▶ **EXCERPTED RECORDS**
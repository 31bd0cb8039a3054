use crate::cli::ServeArgs;
use crate::infra::AppState;
use crate::routes::with_registration_routes;
use axum::Extension;
use axum_prometheus::PrometheusMetricLayer;
use registration_wizard::config::AppConfig;
use registration_wizard::error::AppError;
use registration_wizard::telemetry;
use registration_wizard::workflows::registration::{RegistrationApi, SubmissionPipeline};
use std::sync::atomic::Ordering;
use std::sync::Arc;
use tracing::info;

pub(crate) async fn run(mut args: ServeArgs) -> Result<(), AppError> {
    let mut config = AppConfig::load()?;

    if let Some(host) = args.host.take() {
        config.server.host = host;
    }
    if let Some(port) = args.port.take() {
        config.server.port = port;
    }

    telemetry::init(&config.telemetry, config.environment)?;

    let (prometheus_layer, prometheus_handle) = PrometheusMetricLayer::pair();
    let readiness_flag = Arc::new(std::sync::atomic::AtomicBool::new(false));
    let app_state = AppState {
        readiness: readiness_flag.clone(),
        metrics: Arc::new(prometheus_handle),
    };

    let pipeline = SubmissionPipeline::from_webhooks(&config.webhooks)?;
    let stages = pipeline.stages();
    let api = RegistrationApi::new(pipeline);

    let app = with_registration_routes(api)
        .layer(Extension(app_state))
        .layer(prometheus_layer);

    let addr = config.server.socket_addr()?;
    let listener = tokio::net::TcpListener::bind(addr).await?;
    readiness_flag.store(true, Ordering::Release);

    info!(?config.environment, %addr, ?stages, "registration service ready");

    axum::serve(listener, app).await?;
    Ok(())
}
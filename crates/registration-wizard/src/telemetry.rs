use crate::config::{AppEnvironment, TelemetryConfig};
use tracing_subscriber::filter::ParseError;
use tracing_subscriber::EnvFilter;

#[derive(Debug, thiserror::Error)]
pub enum TelemetryError {
    #[error("invalid log level/filter '{value}': unable to build EnvFilter")]
    EnvFilter { value: String, source: ParseError },
    #[error("telemetry error: {0}")]
    Subscriber(Box<dyn std::error::Error + Send + Sync>),
}

/// Resolve the log filter, preferring `RUST_LOG` over the configured level.
pub fn env_filter(config: &TelemetryConfig) -> Result<EnvFilter, TelemetryError> {
    match EnvFilter::try_from_default_env() {
        Ok(filter) => Ok(filter),
        Err(_) => {
            EnvFilter::try_new(&config.log_level).map_err(|source| TelemetryError::EnvFilter {
                value: config.log_level.clone(),
                source,
            })
        }
    }
}

/// Install the global fmt subscriber. Production output drops ANSI colors so the lines stay
/// readable in collected logs.
pub fn init(config: &TelemetryConfig, environment: AppEnvironment) -> Result<(), TelemetryError> {
    let filter = env_filter(config)?;

    tracing_subscriber::fmt()
        .with_env_filter(filter)
        .with_target(false)
        .compact()
        .with_ansi(environment == AppEnvironment::Development)
        .try_init()
        .map_err(TelemetryError::Subscriber)
}
use crate::infra::{InMemoryApplicantRegistry, InMemoryKeyValueStore, InMemoryMailbox};
use clap::Args;
use registration_wizard::error::AppError;
use registration_wizard::workflows::registration::{
    FieldErrors, FieldName, NotificationStatus, ResumeFile, StepStatus, SubmissionPipeline,
    WizardController, FORM_STORAGE_KEY,
};
use std::sync::Arc;

const DEMO_EMAIL: &str = "meera.iyer@example.com";

#[derive(Args, Debug, Default)]
pub(crate) struct DemoArgs {
    /// Register the demo applicant's email up front so the duplicate check turns them away.
    #[arg(long)]
    pub(crate) duplicate_email: bool,
    /// Run with the form endpoint only: no duplicate check and no confirmation email.
    #[arg(long)]
    pub(crate) reduced: bool,
}

pub(crate) async fn run_demo(args: DemoArgs) -> Result<(), AppError> {
    let DemoArgs {
        duplicate_email,
        reduced,
    } = args;

    let registry = if duplicate_email {
        InMemoryApplicantRegistry::default().with_email(DEMO_EMAIL)
    } else {
        InMemoryApplicantRegistry::default()
    };
    let mailbox = InMemoryMailbox::default();
    let mut pipeline = SubmissionPipeline::new(Arc::new(registry.clone()));
    if !reduced {
        pipeline = pipeline
            .with_email_check(Arc::new(registry.clone()))
            .with_notifier(Arc::new(mailbox.clone()));
    }

    let store = Arc::new(InMemoryKeyValueStore::default());
    let mut wizard = WizardController::mount(store.clone())?;

    println!("Registration wizard demo");
    let stages: Vec<&str> = pipeline.stages().iter().map(|stage| stage.label()).collect();
    println!("Submission stages: {}", stages.join(" -> "));

    println!("\n{}", wizard.progress_label());
    render_steps(&wizard);

    println!("\nAdvancing with nothing filled in");
    if !wizard.advance() {
        render_errors(wizard.errors());
    }

    println!("\nEntering personal info with a short phone number");
    for (field, value) in personal_info() {
        wizard.set_field(field, value)?;
    }
    wizard.set_field(FieldName::Phone, "98765")?;
    if !wizard.advance() {
        render_errors(wizard.errors());
    }
    wizard.set_field(FieldName::Phone, "9876501234")?;

    for (field, value) in remaining_answers() {
        wizard.set_field(field, value)?;
    }
    while !wizard.is_final_step() {
        if !wizard.advance() {
            render_errors(wizard.errors());
            return Err(AppError::Input(format!(
                "demo answers do not satisfy step {}",
                wizard.step()
            )));
        }
        println!("{} ({})", wizard.progress_label(), current_title(&wizard));
    }
    println!(
        "Saved answers on file: {}",
        if store.contains(FORM_STORAGE_KEY) { "yes" } else { "no" }
    );

    println!("\nAttaching a Word document");
    wizard.select_resume(ResumeFile::new(
        "meera-iyer.docx",
        "application/vnd.openxmlformats-officedocument.wordprocessingml.document",
        b"PK\x03\x04 word".to_vec(),
    ));
    println!("  Preview: {}", preview_label(&wizard));
    if let Err(err) = wizard.submit(&pipeline).await {
        println!("  Submission refused: {}", err.user_message());
    }

    println!("\nAttaching a PDF");
    wizard.select_resume(ResumeFile::new(
        "meera-iyer.pdf",
        "application/pdf",
        b"%PDF-1.7 Meera Iyer resume".to_vec(),
    ));
    println!("  Preview: {}", preview_label(&wizard));
    println!("  Live previews: {}", wizard.previews().live_count());

    match wizard.submit(&pipeline).await {
        Ok(receipt) => {
            println!("  {}", receipt.message);
            let completed: Vec<&str> = receipt.completed.iter().map(|stage| stage.label()).collect();
            println!("  Completed stages: {}", completed.join(", "));
            println!("  Confirmation email: {}", notification_label(&receipt.notification));
            println!("  Wizard reset to {}", wizard.progress_label());
        }
        Err(err) => {
            println!("  Submission failed: {}", err.user_message());
            println!("  Answers kept on {}", wizard.progress_label());
        }
    }
    println!(
        "  Saved answers on file: {}",
        if store.contains(FORM_STORAGE_KEY) { "yes" } else { "no" }
    );

    let records = registry.records();
    println!("\nRecords received by the form endpoint: {}", records.len());
    for record in &records {
        println!(
            "- {} <{}> | {} | resume {} base64 chars",
            record.form.name,
            record.form.email,
            record.form.expertise,
            record.resume.len()
        );
    }
    let sent = mailbox.sent();
    if sent.is_empty() {
        println!("Confirmation emails: none sent");
    } else {
        println!("Confirmation emails: {}", sent.join(", "));
    }

    Ok(())
}

fn render_steps(wizard: &WizardController<InMemoryKeyValueStore>) {
    for view in wizard.layout().views(wizard.step()) {
        let marker = match view.status {
            StepStatus::Completed => "x",
            StepStatus::Current => ">",
            StepStatus::Upcoming => " ",
        };
        let labels: Vec<&str> = view.fields.iter().map(|field| field.label).collect();
        println!("[{marker}] {}. {}: {}", view.number, view.title, labels.join(", "));
    }
}

fn render_errors(errors: &FieldErrors) {
    for (field, message) in errors.iter() {
        println!("  - {}: {}", field.label(), message);
    }
}

fn current_title(wizard: &WizardController<InMemoryKeyValueStore>) -> &'static str {
    wizard
        .layout()
        .step(wizard.step())
        .map(|step| step.title)
        .unwrap_or("unknown")
}

fn preview_label(wizard: &WizardController<InMemoryKeyValueStore>) -> String {
    wizard
        .preview()
        .map(|handle| handle.as_str().to_string())
        .unwrap_or_else(|| "none".to_string())
}

fn notification_label(status: &NotificationStatus) -> String {
    match status {
        NotificationStatus::Sent => "sent".to_string(),
        NotificationStatus::Failed(detail) => format!("failed ({detail})"),
        NotificationStatus::Skipped => "not configured".to_string(),
    }
}

fn personal_info() -> [(FieldName, &'static str); 5] {
    [
        (FieldName::Name, "Meera Iyer"),
        (FieldName::Email, DEMO_EMAIL),
        (FieldName::Phone, "9876501234"),
        (FieldName::Gender, "Female"),
        (FieldName::DateOfBirth, "1994-07-18"),
    ]
}

fn remaining_answers() -> [(FieldName, &'static str); 13] {
    [
        (FieldName::CertificateNo, "ICSE-2010-55102"),
        (FieldName::Degree, "B.Tech"),
        (FieldName::YearOfPassing, "2016"),
        (FieldName::Fresher, "Experienced"),
        (FieldName::RelevantExperience, "6 years"),
        (FieldName::OtherExperience, "1 year support"),
        (FieldName::Expertise, "Data engineering"),
        (FieldName::CurrentCtc, "14 LPA"),
        (FieldName::ExpectedCtc, "18 LPA"),
        (FieldName::Notice, "Immediate"),
        (FieldName::NoticeDays, "0"),
        (FieldName::NoticeServingTill, "2025-10-31"),
        (FieldName::KnownThrough, "LinkedIn"),
    ]
}
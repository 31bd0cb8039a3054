use std::env;
use std::fmt;
use std::net::{IpAddr, SocketAddr};
use std::path::PathBuf;

use url::Url;

/// Distinguishes runtime behavior for different stages of the service.
#[derive(Debug, Clone, Copy, PartialEq, Eq)]
pub enum AppEnvironment {
    Development,
    Test,
    Production,
}

impl AppEnvironment {
    fn from_str(value: &str) -> Self {
        match value.trim().to_ascii_lowercase().as_str() {
            "prod" | "production" => Self::Production,
            "test" | "ci" => Self::Test,
            _ => Self::Development,
        }
    }
}

/// Top-level configuration for the application.
#[derive(Debug, Clone)]
pub struct AppConfig {
    pub environment: AppEnvironment,
    pub server: ServerConfig,
    pub telemetry: TelemetryConfig,
    pub webhooks: WebhookConfig,
    pub storage: StorageConfig,
}

impl AppConfig {
    pub fn load() -> Result<Self, ConfigError> {
        dotenvy::dotenv().ok();

        let environment = AppEnvironment::from_str(
            &env::var("APP_ENV").unwrap_or_else(|_| "development".to_string()),
        );

        let host = env::var("APP_HOST").unwrap_or_else(|_| "127.0.0.1".to_string());
        let port = env::var("APP_PORT")
            .unwrap_or_else(|_| "3000".to_string())
            .parse::<u16>()
            .map_err(|_| ConfigError::InvalidPort)?;

        let log_level = env::var("APP_LOG_LEVEL").unwrap_or_else(|_| "info".to_string());

        let webhooks = WebhookConfig {
            check_email: endpoint_from_env("REGISTRATION_CHECK_EMAIL")?,
            send_form: endpoint_from_env("REGISTRATION_SEND_FORM")?,
            send_qr: endpoint_from_env("REGISTRATION_SEND_QR")?,
        };

        let snapshot_dir = env::var("REGISTRATION_SNAPSHOT_DIR")
            .map(PathBuf::from)
            .unwrap_or_else(|_| PathBuf::from(".registration"));

        Ok(Self {
            environment,
            server: ServerConfig { host, port },
            telemetry: TelemetryConfig { log_level },
            webhooks,
            storage: StorageConfig { snapshot_dir },
        })
    }
}

/// Settings controlling the HTTP server binding.
#[derive(Debug, Clone)]
pub struct ServerConfig {
    pub host: String,
    pub port: u16,
}

impl ServerConfig {
    pub fn socket_addr(&self) -> Result<SocketAddr, ConfigError> {
        if self.host.eq_ignore_ascii_case("localhost") {
            return Ok(SocketAddr::new(IpAddr::from([127, 0, 0, 1]), self.port));
        }

        let ip: IpAddr = self
            .host
            .parse()
            .map_err(|source| ConfigError::InvalidHost { source })?;

        Ok(SocketAddr::new(ip, self.port))
    }
}

/// Tracing controls.
#[derive(Debug, Clone)]
pub struct TelemetryConfig {
    pub log_level: String,
}

/// Where the local key-value store keeps in-progress answers.
#[derive(Debug, Clone)]
pub struct StorageConfig {
    pub snapshot_dir: PathBuf,
}

/// The three workflow triggers the submission pipeline talks to. Any of them may be absent;
/// the form submission endpoint is the only one a submit cannot do without.
#[derive(Debug, Clone, Default)]
pub struct WebhookConfig {
    pub check_email: Option<WebhookEndpoint>,
    pub send_form: Option<WebhookEndpoint>,
    pub send_qr: Option<WebhookEndpoint>,
}

/// Base URL plus the shared access signature for a manually triggered workflow.
#[derive(Clone)]
pub struct WebhookEndpoint {
    pub base_url: Url,
    pub signature: String,
}

const TRIGGER_API_VERSION: &str = "2016-06-01";
const TRIGGER_PATH: &str = "/triggers/manual/run";
const TRIGGER_SIGNATURE_VERSION: &str = "1.0";

impl WebhookEndpoint {
    pub fn parse(raw_url: &str, signature: impl Into<String>) -> Result<Self, url::ParseError> {
        Ok(Self {
            base_url: Url::parse(raw_url.trim())?,
            signature: signature.into(),
        })
    }

    /// Full trigger URL including the versioning and signature query parameters.
    pub fn trigger_url(&self) -> Url {
        let mut url = self.base_url.clone();
        url.query_pairs_mut()
            .append_pair("api-version", TRIGGER_API_VERSION)
            .append_pair("sp", TRIGGER_PATH)
            .append_pair("sv", TRIGGER_SIGNATURE_VERSION)
            .append_pair("sig", &self.signature);
        url
    }
}

impl fmt::Debug for WebhookEndpoint {
    fn fmt(&self, f: &mut fmt::Formatter<'_>) -> fmt::Result {
        f.debug_struct("WebhookEndpoint")
            .field("base_url", &self.base_url.as_str())
            .field("signature", &"<redacted>")
            .finish()
    }
}

fn endpoint_from_env(prefix: &str) -> Result<Option<WebhookEndpoint>, ConfigError> {
    let url_key = format!("{prefix}_API");
    let raw_url = match env::var(&url_key) {
        Ok(value) if !value.trim().is_empty() => value,
        _ => return Ok(None),
    };
    let signature = env::var(format!("{prefix}_SIG")).unwrap_or_default();

    WebhookEndpoint::parse(&raw_url, signature)
        .map(Some)
        .map_err(|source| ConfigError::InvalidEndpoint {
            name: url_key,
            source,
        })
}

#[derive(Debug)]
pub enum ConfigError {
    InvalidPort,
    InvalidHost { source: std::net::AddrParseError },
    InvalidEndpoint { name: String, source: url::ParseError },
    MissingEndpoint(&'static str),
}

impl fmt::Display for ConfigError {
    fn fmt(&self, f: &mut fmt::Formatter<'_>) -> fmt::Result {
        match self {
            ConfigError::InvalidPort => write!(f, "APP_PORT must be a valid u16"),
            ConfigError::InvalidHost { .. } => {
                write!(f, "APP_HOST must parse to an IPv4 or IPv6 address")
            }
            ConfigError::InvalidEndpoint { name, .. } => {
                write!(f, "{name} must be an absolute URL")
            }
            ConfigError::MissingEndpoint(name) => write!(f, "{name} is not configured"),
        }
    }
}

impl std::error::Error for ConfigError {
    fn source(&self) -> Option<&(dyn std::error::Error + 'static)> {
        match self {
            ConfigError::InvalidPort | ConfigError::MissingEndpoint(_) => None,
            ConfigError::InvalidHost { source } => Some(source),
            ConfigError::InvalidEndpoint { source, .. } => Some(source),
        }
    }
}
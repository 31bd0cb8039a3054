use std::fs;
use std::io::ErrorKind;
use std::path::{Path, PathBuf};

use super::domain::ApplicationForm;

/// Fixed key the in-progress answers live under.
pub const FORM_STORAGE_KEY: &str = "multiStepFormData";

/// String key-value storage, the shape of a browser's local storage.
pub trait KeyValueStore: Send + Sync {
    fn get(&self, key: &str) -> Result<Option<String>, PersistenceError>;
    fn set(&self, key: &str, value: &str) -> Result<(), PersistenceError>;
    fn remove(&self, key: &str) -> Result<(), PersistenceError>;
}

/// Port the wizard controller saves and restores its answers through.
pub trait SnapshotStore: Send + Sync {
    fn load(&self) -> Result<Option<ApplicationForm>, PersistenceError>;
    fn save(&self, form: &ApplicationForm) -> Result<(), PersistenceError>;
    fn clear(&self) -> Result<(), PersistenceError>;
}

impl<K> SnapshotStore for K
where
    K: KeyValueStore,
{
    fn load(&self) -> Result<Option<ApplicationForm>, PersistenceError> {
        match self.get(FORM_STORAGE_KEY)? {
            Some(raw) => Ok(Some(serde_json::from_str(&raw)?)),
            None => Ok(None),
        }
    }

    fn save(&self, form: &ApplicationForm) -> Result<(), PersistenceError> {
        let raw = serde_json::to_string(&form.without_resume())?;
        self.set(FORM_STORAGE_KEY, &raw)
    }

    fn clear(&self) -> Result<(), PersistenceError> {
        self.remove(FORM_STORAGE_KEY)
    }
}

#[derive(Debug, thiserror::Error)]
pub enum PersistenceError {
    #[error("snapshot storage unavailable: {0}")]
    Io(#[from] std::io::Error),
    #[error("stored snapshot is not valid JSON: {0}")]
    Corrupt(#[from] serde_json::Error),
    #[error("invalid storage key '{0}'")]
    InvalidKey(String),
}

/// Key-value store keeping one `<key>.json` file per entry inside a directory.
#[derive(Debug, Clone)]
pub struct FileKeyValueStore {
    root: PathBuf,
}

impl FileKeyValueStore {
    pub fn new(root: impl Into<PathBuf>) -> Self {
        Self { root: root.into() }
    }

    pub fn root(&self) -> &Path {
        &self.root
    }

    fn entry_path(&self, key: &str) -> Result<PathBuf, PersistenceError> {
        let valid = !key.is_empty()
            && key
                .chars()
                .all(|ch| ch.is_ascii_alphanumeric() || ch == '_' || ch == '-');
        if !valid {
            return Err(PersistenceError::InvalidKey(key.to_string()));
        }
        Ok(self.root.join(format!("{key}.json")))
    }
}

impl KeyValueStore for FileKeyValueStore {
    fn get(&self, key: &str) -> Result<Option<String>, PersistenceError> {
        let path = self.entry_path(key)?;
        match fs::read_to_string(path) {
            Ok(raw) => Ok(Some(raw)),
            Err(err) if err.kind() == ErrorKind::NotFound => Ok(None),
            Err(err) => Err(err.into()),
        }
    }

    fn set(&self, key: &str, value: &str) -> Result<(), PersistenceError> {
        let path = self.entry_path(key)?;
        fs::create_dir_all(&self.root)?;
        let staging = path.with_extension("json.tmp");
        fs::write(&staging, value)?;
        fs::rename(staging, path)?;
        Ok(())
    }

    fn remove(&self, key: &str) -> Result<(), PersistenceError> {
        let path = self.entry_path(key)?;
        match fs::remove_file(path) {
            Ok(()) => Ok(()),
            Err(err) if err.kind() == ErrorKind::NotFound => Ok(()),
            Err(err) => Err(err.into()),
        }
    }
}
//! Cascading AEAD.
//!
//! Two independent layers under keys derived from one `SecretKey`:
//!   layer 1: AES-256-GCM over the (padded) plaintext, nonce_outer
//!   layer 2: ChaCha20-Poly1305 over layer 1's ciphertext + tag, nonce_inner
//!
//! Both layers authenticate `version || padding tag || aad`, so the envelope
//! header, the padding mode and the caller's context are bound to the
//! ciphertext. Breaking one primitive leaves the other intact.

use std::fmt;

use aes_gcm::{
    aead::{Aead, KeyInit, Payload},
    Aes256Gcm,
};
use chacha20poly1305::ChaCha20Poly1305;
use rand::{rngs::OsRng, RngCore};
use zeroize::{Zeroize, Zeroizing};

use crate::{
    config::CipherConfig,
    envelope::{Envelope, ENVELOPE_VERSION, NONCE_LEN},
    error::{CryptoError, Result},
    kdf::{self, SecretKey},
    padding::{self, PaddingMode},
};

const CASCADE_SALT: &[u8] = b"strata/cascade/v1";
const LAYER_1_INFO: &[u8] = b"layer-1";
const LAYER_2_INFO: &[u8] = b"layer-2";

pub struct CascadeCipher {
    layer1: SecretKey,
    layer2: SecretKey,
    config: CipherConfig,
}

impl CascadeCipher {
    /// Cipher with the default configuration (64-byte block padding).
    pub fn new(key: &SecretKey) -> Result<Self> {
        Self::with_config(key, CipherConfig::default())
    }

    pub fn with_config(key: &SecretKey, config: CipherConfig) -> Result<Self> {
        config.validate()?;
        Ok(Self {
            layer1: kdf::expand_key(key.as_bytes(), CASCADE_SALT, LAYER_1_INFO)?,
            layer2: kdf::expand_key(key.as_bytes(), CASCADE_SALT, LAYER_2_INFO)?,
            config,
        })
    }

    pub fn config(&self) -> &CipherConfig {
        &self.config
    }

    pub fn encrypt(&self, plaintext: &[u8]) -> Result<Envelope> {
        self.encrypt_with_aad(plaintext, &[])
    }

    pub fn encrypt_with_aad(&self, plaintext: &[u8], aad: &[u8]) -> Result<Envelope> {
        let body = padding::pad(plaintext, &self.config.padding)
            .map_err(|e| CryptoError::invalid_input(e.to_string()))?;

        let mut nonce_outer = [0u8; NONCE_LEN];
        let mut nonce_inner = [0u8; NONCE_LEN];
        OsRng.fill_bytes(&mut nonce_outer);
        OsRng.fill_bytes(&mut nonce_inner);

        let ad = bound_aad(ENVELOPE_VERSION, &self.config.padding, aad);

        let outer = Aes256Gcm::new_from_slice(self.layer1.as_bytes())
            .map_err(|_| CryptoError::EncryptionFailed)?;
        let layer1 = outer
            .encrypt(
                aes_gcm::Nonce::from_slice(&nonce_outer),
                Payload { msg: &body, aad: &ad },
            )
            .map_err(|_| CryptoError::EncryptionFailed)?;

        let inner = ChaCha20Poly1305::new_from_slice(self.layer2.as_bytes())
            .map_err(|_| CryptoError::EncryptionFailed)?;
        let layer2 = inner
            .encrypt(
                chacha20poly1305::Nonce::from_slice(&nonce_inner),
                Payload { msg: &layer1, aad: &ad },
            )
            .map_err(|_| CryptoError::EncryptionFailed)?;

        Ok(Envelope::new(nonce_outer, nonce_inner, layer2))
    }

    /// Parse and open wire bytes.
    pub fn decrypt(&self, envelope: &[u8]) -> Result<Zeroizing<Vec<u8>>> {
        self.decrypt_with_aad(envelope, &[])
    }

    pub fn decrypt_with_aad(&self, envelope: &[u8], aad: &[u8]) -> Result<Zeroizing<Vec<u8>>> {
        let envelope = Envelope::from_bytes(envelope).map_err(|_| {
            tracing::debug!("rejected envelope");
            CryptoError::DecryptionFailed
        })?;
        self.open(&envelope, aad)
    }

    /// Open an already-parsed envelope.
    pub fn open(&self, envelope: &Envelope, aad: &[u8]) -> Result<Zeroizing<Vec<u8>>> {
        let ad = bound_aad(envelope.version, &self.config.padding, aad);

        let inner = ChaCha20Poly1305::new_from_slice(self.layer2.as_bytes())
            .map_err(|_| CryptoError::DecryptionFailed)?;
        let layer1 = Zeroizing::new(
            inner
                .decrypt(
                    chacha20poly1305::Nonce::from_slice(&envelope.nonce_inner),
                    Payload {
                        msg: &envelope.payload,
                        aad: &ad,
                    },
                )
                .map_err(|_| CryptoError::DecryptionFailed)?,
        );

        let outer = Aes256Gcm::new_from_slice(self.layer1.as_bytes())
            .map_err(|_| CryptoError::DecryptionFailed)?;
        let body = Zeroizing::new(
            outer
                .decrypt(
                    aes_gcm::Nonce::from_slice(&envelope.nonce_outer),
                    Payload { msg: &layer1, aad: &ad },
                )
                .map_err(|_| CryptoError::DecryptionFailed)?,
        );

        padding::unpad(&body, &self.config.padding).map_err(|_| CryptoError::DecryptionFailed)
    }

    /// UTF-8 in, envelope text out.
    pub fn encrypt_string(&self, plaintext: &str) -> Result<String> {
        Ok(self.encrypt(plaintext.as_bytes())?.to_text())
    }

    /// Envelope text in, UTF-8 out. Bad encoding and non-UTF-8 plaintext are
    /// both reported as `DecryptionFailed`.
    pub fn decrypt_string(&self, text: &str) -> Result<Zeroizing<String>> {
        let envelope = Envelope::from_text(text).map_err(|_| {
            tracing::debug!("rejected envelope");
            CryptoError::DecryptionFailed
        })?;
        let mut bytes = self.open(&envelope, &[])?;
        match String::from_utf8(std::mem::take(&mut *bytes)) {
            Ok(s) => Ok(Zeroizing::new(s)),
            Err(e) => {
                e.into_bytes().zeroize();
                Err(CryptoError::DecryptionFailed)
            }
        }
    }
}

/// `version || padding tag || aad`. The tag is `0x00` for no padding and
/// `0x01 || block_size (u64 BE) || min_padding (u64 BE)` for block padding.
fn bound_aad(version: u8, padding: &PaddingMode, aad: &[u8]) -> Vec<u8> {
    let mut ad = Vec::with_capacity(18 + aad.len());
    ad.push(version);
    match *padding {
        PaddingMode::None => ad.push(0x00),
        PaddingMode::Block {
            block_size,
            min_padding,
        } => {
            ad.push(0x01);
            ad.extend_from_slice(&(block_size as u64).to_be_bytes());
            ad.extend_from_slice(&(min_padding as u64).to_be_bytes());
        }
    }
    ad.extend_from_slice(aad);
    ad
}

impl fmt::Debug for CascadeCipher {
    fn fmt(&self, f: &mut fmt::Formatter<'_>) -> fmt::Result {
        f.debug_struct("CascadeCipher")
            .field("keys", &"<redacted>")
            .field("config", &self.config)
            .finish()
    }
}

▶ **WHAT IS REQUIRED**
Please copy every line of the material that contains the word "TelemetryError".

▶ **TASK ANSWER**
pub enum TelemetryError {
pub fn env_filter(config: &TelemetryConfig) -> Result<EnvFilter, TelemetryError> {
            EnvFilter::try_new(&config.log_level).map_err(|source| TelemetryError::EnvFilter {
pub fn init(config: &TelemetryConfig, environment: AppEnvironment) -> Result<(), TelemetryError> {
        .map_err(TelemetryError::Subscriber)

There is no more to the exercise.